More than one hundred and fifty years ago the necessities of civilized society liad led to the general adoption of the definition of liberty which was formulated by Blackstone. It was seen that civil liberty required that other interests than those of the individual should be reckoned with, and that each person must be held to have surrendered such of his natural -rights upon coming into society as could not be asserted consistently with a due respect for the rights of others and for the public good.

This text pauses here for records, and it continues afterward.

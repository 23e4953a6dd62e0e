//! In-memory transport for tests.
//!
//! [`ScriptedConnector`] hands every dial to the test through a [`DialQueue`].
//! The test decides the outcome of each dial: [`PendingDial::accept`] yields a
//! [`RemoteEnd`] that plays the server, [`PendingDial::refuse`] fails the
//! dial, and simply holding the [`PendingDial`] leaves the dial hanging.
//!
//! Helpers here panic on misuse, like assertions do.

use std::time::Duration;

use async_trait::async_trait;
use futures::channel::mpsc as fmpsc;
use futures::{SinkExt, StreamExt};
use serde_json::Value;
use switchboard_core::TransportError;
use tokio::sync::{mpsc, oneshot};

use crate::transport::{Connection, Connector};

/// How long [`DialQueue::next`] waits before failing the test.
const DIAL_WAIT: Duration = Duration::from_secs(60);

/// Connector whose dials are answered by the test.
#[derive(Clone, Debug)]
pub struct ScriptedConnector {
    dials: mpsc::UnboundedSender<PendingDial>,
}

impl ScriptedConnector {
    /// A connector and the queue its dials arrive on.
    pub fn new() -> (Self, DialQueue) {
        let (dials, rx) = mpsc::unbounded_channel();
        (Self { dials }, DialQueue { rx })
    }
}

#[async_trait]
impl Connector for ScriptedConnector {
    async fn connect(&self, url: &str) -> Result<Connection, TransportError> {
        let refused = |reason: &str| TransportError::Connect {
            url: url.to_owned(),
            reason: reason.to_owned(),
        };
        let (respond, outcome) = oneshot::channel();
        self.dials
            .send(PendingDial {
                url: url.to_owned(),
                respond,
            })
            .map_err(|_| refused("dial queue closed"))?;
        outcome.await.map_err(|_| refused("dial dropped"))?
    }
}

/// Dials made through a [`ScriptedConnector`], in order.
#[derive(Debug)]
pub struct DialQueue {
    rx: mpsc::UnboundedReceiver<PendingDial>,
}

impl DialQueue {
    /// Wait for the next dial.
    ///
    /// # Panics
    ///
    /// If no dial arrives within a minute (of tokio time).
    pub async fn next(&mut self) -> PendingDial {
        match tokio::time::timeout(DIAL_WAIT, self.rx.recv()).await {
            Ok(Some(dial)) => dial,
            Ok(None) => panic!("connector dropped"),
            Err(_) => panic!("no dial within {DIAL_WAIT:?}"),
        }
    }

    /// The next dial if one is already queued.
    pub fn try_next(&mut self) -> Option<PendingDial> {
        self.rx.try_recv().ok()
    }
}

/// A dial waiting for the test to decide its outcome.
#[derive(Debug)]
pub struct PendingDial {
    url: String,
    respond: oneshot::Sender<Result<Connection, TransportError>>,
}

impl PendingDial {
    /// Endpoint being dialed.
    pub fn url(&self) -> &str {
        &self.url
    }

    /// Open the connection and return the server side of it.
    pub fn accept(self) -> RemoteEnd {
        let (to_remote, inbox) = fmpsc::unbounded::<String>();
        let (outbox, from_remote) = fmpsc::unbounded::<Result<String, TransportError>>();
        let connection = Connection {
            sink: Box::pin(to_remote.sink_map_err(|_| TransportError::Closed)),
            stream: Box::pin(from_remote),
        };
        // The dialer may already have given up; the remote then sees a closed inbox.
        let _ = self.respond.send(Ok(connection));
        RemoteEnd {
            inbox,
            outbox: Some(outbox),
        }
    }

    /// Fail the dial.
    pub fn refuse(self, reason: &str) {
        let _ = self.respond.send(Err(TransportError::Connect {
            url: self.url,
            reason: reason.to_owned(),
        }));
    }
}

/// Server side of an accepted scripted connection.
#[derive(Debug)]
pub struct RemoteEnd {
    inbox: fmpsc::UnboundedReceiver<String>,
    outbox: Option<fmpsc::UnboundedSender<Result<String, TransportError>>>,
}

impl RemoteEnd {
    /// Next frame sent by the link. `None` once the link dropped the connection.
    pub async fn recv(&mut self) -> Option<String> {
        self.inbox.next().await
    }

    /// Next frame sent by the link, decoded.
    ///
    /// # Panics
    ///
    /// If the frame is not JSON.
    pub async fn recv_json(&mut self) -> Option<Value> {
        let text = self.recv().await?;
        match serde_json::from_str(&text) {
            Ok(value) => Some(value),
            Err(e) => panic!("link sent non-JSON frame {text:?}: {e}"),
        }
    }

    /// Send a text frame to the link. Returns `false` if the link is gone.
    pub fn push(&self, text: impl Into<String>) -> bool {
        self.outbox
            .as_ref()
            .is_some_and(|tx| tx.unbounded_send(Ok(text.into())).is_ok())
    }

    /// Send a JSON frame to the link.
    pub fn push_json(&self, value: &Value) -> bool {
        self.push(value.to_string())
    }

    /// Fail the connection with an I/O error.
    pub fn fail(&mut self, reason: &str) {
        if let Some(tx) = self.outbox.take() {
            let _ = tx.unbounded_send(Err(TransportError::Io(reason.to_owned())));
        }
    }

    /// Close the connection from the server side.
    pub fn close(&mut self) {
        self.outbox = None;
    }
}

For myself I can see no reason why our duty towards others ought not to place limits upon our rights of property similar to those which it has put upon our natural rights of person. Sic utere tuo ut non alienum laedas expresses a moral obligation that grows out of the mere fact of membership of civil society. In many instances it has been applied as a measure of civil obligation, enforceable at law among those whose interests are conflicting. Whether it is capable of general application, and whether it is applicable when the interests of the public and those of an individual are irreconcilable, is an open field for inquiry into which this case leads.
The decree is reversed and the record remitted for further proceedings in accordance with this opinion.